You are viewing a plain text version of this content. The canonical link for it is here.

Posted to users@activemq.apache.org by JasonHs <hs...@gmail.com> on 2016/11/24 04:45:57 UTC

Slow failover from primary to backup server

Hi all,

I'm running a 2 node Artemis cluster in replication mode. Everything is
running as it should, but we noticed a variance in the time it takes from
the 'backup' server to become 'live' when the primary server goes down. The
failover time can take a short as 10~20 seconds to upto a few minutes.

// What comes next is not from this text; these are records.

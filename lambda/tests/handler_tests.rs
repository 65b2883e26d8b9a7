//! End-to-end tests of the Lambda handler against a mocked Telegram Bot API.

use base64::Engine;
use base64::engine::general_purpose::STANDARD;
use lambda_runtime::{Context, LambdaEvent};
use report_relay::api::handler;
use report_relay::core::config::AppConfig;
use report_relay::telegram::{REPORT_CAPTION, REPORT_FILENAME, SEND_FAILED_FALLBACK};
use serde_json::{Value, json};
use url::Url;
use wiremock::matchers::{any, method, path};
use wiremock::{Mock, MockServer, ResponseTemplate};

const TOKEN: &str = "123456:TEST-TOKEN";
const SEND_PATH: &str = "/bot123456:TEST-TOKEN/sendDocument";
const PDF: &[u8] = b"%PDF-1.4\n1 0 obj\n<<>>\nendobj\n%%EOF\n";

fn config_for(server: &MockServer, token: Option<&str>) -> AppConfig {
    AppConfig::new(
        token.map(ToString::to_string),
        Url::parse(&server.uri()).unwrap(),
    )
}

fn proxy_event(body: &Value) -> LambdaEvent<Value> {
    LambdaEvent::new(
        json!({
            "httpMethod": "POST",
            "path": "/api/send-pdf",
            "headers": { "Content-Type": "application/json" },
            "isBase64Encoded": false,
            "body": body.to_string()
        }),
        Context::default(),
    )
}

fn valid_body() -> Value {
    json!({ "pdfBase64": STANDARD.encode(PDF), "userId": "987654321" })
}

fn status_and_body(resp: &Value) -> (u64, Value) {
    let status = resp["statusCode"].as_u64().unwrap();
    let body = serde_json::from_str(resp["body"].as_str().unwrap()).unwrap();
    (status, body)
}

fn contains_bytes(haystack: &[u8], needle: &[u8]) -> bool {
    haystack.windows(needle.len()).any(|w| w == needle)
}

async fn mount_never_called(server: &MockServer) {
    Mock::given(any())
        .respond_with(ResponseTemplate::new(200))
        .expect(0)
        .mount(server)
        .await;
}

#[tokio::test]
async fn test_success_returns_exactly_success_true() {
    let server = MockServer::start().await;
    Mock::given(method("POST"))
        .and(path(SEND_PATH))
        .respond_with(
            ResponseTemplate::new(200).set_body_json(json!({"ok": true, "result": {"message_id": 7}})),
        )
        .expect(1)
        .mount(&server)
        .await;

    let config = config_for(&server, Some(TOKEN));
    let resp = handler(proxy_event(&valid_body()), &config).await.unwrap();

    let (status, body) = status_and_body(&resp);
    assert_eq!(status, 200);
    assert_eq!(body, json!({"success": true}));
}

#[tokio::test]
async fn test_multipart_payload_matches_request() {
    let server = MockServer::start().await;
    Mock::given(method("POST"))
        .and(path(SEND_PATH))
        .respond_with(ResponseTemplate::new(200).set_body_json(json!({"ok": true})))
        .mount(&server)
        .await;

    let config = config_for(&server, Some(TOKEN));
    handler(proxy_event(&valid_body()), &config).await.unwrap();

    let requests = server.received_requests().await.unwrap();
    assert_eq!(requests.len(), 1);
    let req = &requests[0];

    let content_type = req
        .headers
        .get("content-type")
        .and_then(|v| v.to_str().ok())
        .unwrap();
    assert!(content_type.starts_with("multipart/form-data"));

    let body = &req.body;
    assert!(contains_bytes(body, b"name=\"chat_id\"\r\n\r\n987654321\r\n"));
    assert!(contains_bytes(
        body,
        format!("name=\"caption\"\r\n\r\n{REPORT_CAPTION}\r\n").as_bytes()
    ));
    assert!(contains_bytes(
        body,
        format!("name=\"document\"; filename=\"{REPORT_FILENAME}\"").as_bytes()
    ));
    assert!(contains_bytes(body, b"Content-Type: application/pdf"));
    assert!(contains_bytes(body, PDF));
}

#[tokio::test]
async fn test_upstream_description_is_surfaced() {
    let server = MockServer::start().await;
    Mock::given(method("POST"))
        .and(path(SEND_PATH))
        .respond_with(ResponseTemplate::new(400).set_body_json(json!({
            "ok": false,
            "error_code": 400,
            "description": "Bad Request: chat not found"
        })))
        .expect(1)
        .mount(&server)
        .await;

    let config = config_for(&server, Some(TOKEN));
    let resp = handler(proxy_event(&valid_body()), &config).await.unwrap();

    let (status, body) = status_and_body(&resp);
    assert_eq!(status, 500);
    assert_eq!(body, json!({"message": "Bad Request: chat not found"}));
}

#[tokio::test]
async fn test_upstream_failure_without_description_uses_fallback() {
    let server = MockServer::start().await;
    Mock::given(method("POST"))
        .and(path(SEND_PATH))
        .respond_with(ResponseTemplate::new(500).set_body_json(json!({"ok": false})))
        .expect(1)
        .mount(&server)
        .await;

    let config = config_for(&server, Some(TOKEN));
    let resp = handler(proxy_event(&valid_body()), &config).await.unwrap();

    let (status, body) = status_and_body(&resp);
    assert_eq!(status, 500);
    assert_eq!(body["message"], SEND_FAILED_FALLBACK);
}

#[tokio::test]
async fn test_non_json_upstream_body_is_a_server_error() {
    let server = MockServer::start().await;
    Mock::given(method("POST"))
        .respond_with(ResponseTemplate::new(502).set_body_string("<html>Bad Gateway</html>"))
        .mount(&server)
        .await;

    let config = config_for(&server, Some(TOKEN));
    let resp = handler(proxy_event(&valid_body()), &config).await.unwrap();

    let (status, body) = status_and_body(&resp);
    assert_eq!(status, 500);
    assert!(
        body["message"]
            .as_str()
            .unwrap()
            .starts_with("Failed to parse Telegram response")
    );
}

#[tokio::test]
async fn test_missing_fields_are_rejected_without_calling_telegram() {
    let server = MockServer::start().await;
    mount_never_called(&server).await;
    let config = config_for(&server, Some(TOKEN));

    for body in [
        json!({}),
        json!({"pdfBase64": STANDARD.encode(PDF)}),
        json!({"userId": "987654321"}),
    ] {
        let resp = handler(proxy_event(&body), &config).await.unwrap();
        let (status, body) = status_and_body(&resp);
        assert_eq!(status, 400);
        assert_eq!(
            body,
            json!({"success": false, "message": "Missing PDF data or user ID."})
        );
    }
}

#[tokio::test]
async fn test_missing_token_always_yields_500() {
    let server = MockServer::start().await;
    mount_never_called(&server).await;
    let config = config_for(&server, None);

    for body in [valid_body(), json!({})] {
        let resp = handler(proxy_event(&body), &config).await.unwrap();
        let (status, body) = status_and_body(&resp);
        assert_eq!(status, 500);
        assert_eq!(
            body,
            json!({"success": false, "message": "Server configuration error."})
        );
    }
}

#[tokio::test]
async fn test_undecodable_pdf_is_a_server_error() {
    let server = MockServer::start().await;
    mount_never_called(&server).await;
    let config = config_for(&server, Some(TOKEN));

    let body = json!({"pdfBase64": "%%% not base64 %%%", "userId": "1"});
    let resp = handler(proxy_event(&body), &config).await.unwrap();

    let (status, body) = status_and_body(&resp);
    assert_eq!(status, 500);
    assert!(
        body["message"]
            .as_str()
            .unwrap()
            .starts_with("Failed to decode PDF data")
    );
}

#[tokio::test]
async fn test_non_pdf_bytes_are_forwarded_unchanged() {
    let server = MockServer::start().await;
    Mock::given(method("POST"))
        .and(path(SEND_PATH))
        .respond_with(ResponseTemplate::new(200).set_body_json(json!({"ok": true})))
        .expect(1)
        .mount(&server)
        .await;

    let config = config_for(&server, Some(TOKEN));
    let body = json!({"pdfBase64": STANDARD.encode(b"plain text, not a pdf"), "userId": "1"});
    let resp = handler(proxy_event(&body), &config).await.unwrap();
    assert_eq!(resp["statusCode"], 200);

    let requests = server.received_requests().await.unwrap();
    assert!(contains_bytes(&requests[0].body, b"plain text, not a pdf"));
}

#[tokio::test]
async fn test_non_post_is_rejected() {
    let server = MockServer::start().await;
    mount_never_called(&server).await;
    let config = config_for(&server, Some(TOKEN));

    let event = LambdaEvent::new(
        json!({"requestContext": {"http": {"method": "GET"}}, "rawPath": "/api/send-pdf"}),
        Context::default(),
    );
    let resp = handler(event, &config).await.unwrap();
    assert_eq!(resp["statusCode"], 405);
    assert_eq!(resp["headers"]["Allow"], "POST");
}

#[tokio::test]
async fn test_base64_encoded_gateway_body() {
    let server = MockServer::start().await;
    Mock::given(method("POST"))
        .and(path(SEND_PATH))
        .respond_with(ResponseTemplate::new(200).set_body_json(json!({"ok": true})))
        .expect(1)
        .mount(&server)
        .await;

    let config = config_for(&server, Some(TOKEN));
    let event = LambdaEvent::new(
        json!({
            "requestContext": {"http": {"method": "POST"}},
            "isBase64Encoded": true,
            "body": STANDARD.encode(valid_body().to_string())
        }),
        Context::default(),
    );
    let resp = handler(event, &config).await.unwrap();
    assert_eq!(resp["statusCode"], 200);
}

#[tokio::test]
async fn test_direct_invocation_payload() {
    let server = MockServer::start().await;
    Mock::given(method("POST"))
        .and(path(SEND_PATH))
        .respond_with(ResponseTemplate::new(200).set_body_json(json!({"ok": true})))
        .expect(1)
        .mount(&server)
        .await;

    let config = config_for(&server, Some(TOKEN));
    let resp = handler(LambdaEvent::new(valid_body(), Context::default()), &config)
        .await
        .unwrap();
    assert_eq!(resp["statusCode"], 200);
}

#[tokio::test]
async fn test_transport_failure_does_not_leak_token() {
    // Nothing listens on port 1
    let config = AppConfig::new(
        Some(TOKEN.to_string()),
        Url::parse("http://127.0.0.1:1").unwrap(),
    );
    let resp = handler(proxy_event(&valid_body()), &config).await.unwrap();

    let (status, body) = status_and_body(&resp);
    assert_eq!(status, 500);
    let message = body["message"].as_str().unwrap();
    assert!(message.starts_with("Failed to send HTTP request"));
    assert!(!message.contains("TEST-TOKEN"));
}

#[test]
fn test_decoding_is_idempotent() {
    use report_relay::utils::pdf::decode_pdf_base64;

    let encoded = STANDARD.encode(PDF);
    let first = decode_pdf_base64(&encoded).unwrap();
    let second = decode_pdf_base64(&encoded).unwrap();
    assert_eq!(first, second);
    assert_eq!(first, PDF);
}
//! Configuration and request/response models

pub mod config;
pub mod models;
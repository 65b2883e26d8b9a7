//! The relay itself: validated request in, one `sendDocument` call out.

use reqwest::Client as HttpClient;
use tracing::{error, info, warn};

use crate::core::config::AppConfig;
use crate::core::models::SendPdfRequest;
use crate::errors::RelayError;
use crate::telegram::{DocumentAttachment, REPORT_CAPTION, TelegramClient};
use crate::utils::pdf::{decode_pdf_base64, has_pdf_signature};

/// The configured bot token, or a logged `MissingConfig` error.
///
/// # Errors
///
/// Returns `RelayError::MissingConfig` when `BOT_TOKEN` is not set.
pub fn resolve_token<'a>(
    config: &'a AppConfig,
    correlation_id: &str,
) -> Result<&'a str, RelayError> {
    config.require_bot_token().inspect_err(|_| {
        error!(
            correlation_id = %correlation_id,
            "Environment variable 'BOT_TOKEN' is not set"
        );
    })
}

/// Relay one JSON request body to Telegram.
///
/// The token is checked before the body is even looked at, so a
/// misconfigured deployment answers 500 to every request.
///
/// # Errors
///
/// Returns the `RelayError` that ended the attempt; its `status_code()`
/// decides the HTTP status the caller sees.
pub async fn relay_pdf(
    config: &AppConfig,
    http: &HttpClient,
    body: &str,
    correlation_id: &str,
) -> Result<(), RelayError> {
    let token = resolve_token(config, correlation_id)?;

    let task = SendPdfRequest::from_json(body)?.validate()?;

    let pdf = decode_pdf_base64(&task.pdf_base64)?;
    if !has_pdf_signature(&pdf) {
        warn!(
            correlation_id = %correlation_id,
            bytes = pdf.len(),
            "Decoded document has no PDF signature; forwarding as-is"
        );
    }

    let telegram = TelegramClient::new(http.clone(), config.api_base_url.clone(), token);
    telegram
        .send_document(&task.chat_id, REPORT_CAPTION, DocumentAttachment::report(pdf))
        .await?;

    info!(
        correlation_id = %correlation_id,
        chat_id = %task.chat_id,
        "Report delivered to Telegram"
    );
    Ok(())
}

I tried changing quite a few cluster-connection settings according to the
documentation, but had no luck so far.

Also, is it recommended to run a 3 node cluster to avoid a split brain
scenario where both nodes in a 2-node cluster think they should be 'live' in
a temporary network outage scenario.

Thanks in advance,
Jason



--
View this message in context: http://activemq.2283324.n4.nabble.com/Slow-failover-from-primary-to-backup-server-tp4719474.html
Sent from the ActiveMQ - User mailing list archive at Nabble.com.

Re: Slow failover from primary to backup server

Posted by boris_snp <bo...@spglobal.com>.

i just posted a scenario to the group, think it is related to 2 brokers being
"live"
http://activemq.2283324.n4.nabble.com/2-broker-clusetr-both-brokers-are-live-td4730975.html;cid=1506091656365-514



--
Sent from: http://activemq.2283324.n4.nabble.com/ActiveMQ-User-f2341805.html

Re: Slow failover from primary to backup server

Posted by andytaylor <an...@gmail.com>.

Ive raised a PR with some fixes in, see
https://github.com/apache/activemq-artemis/pull/901. This should make the
failover quicker in some scenarios. You can also make some configuration
changes like so:

Configure the cluster connection to time out quickly

            <check-period>2500</check-period>
            <connection-ttl>5000</connection-ttl>

And also configure the connectors used  in the cluster to have a quicker
connect timeout,

<connector
name="artemis">tcp://backup1:61616?connect-timeout-millis=2000</connector>

I'm stillinvestigating making more improvements around this area, including.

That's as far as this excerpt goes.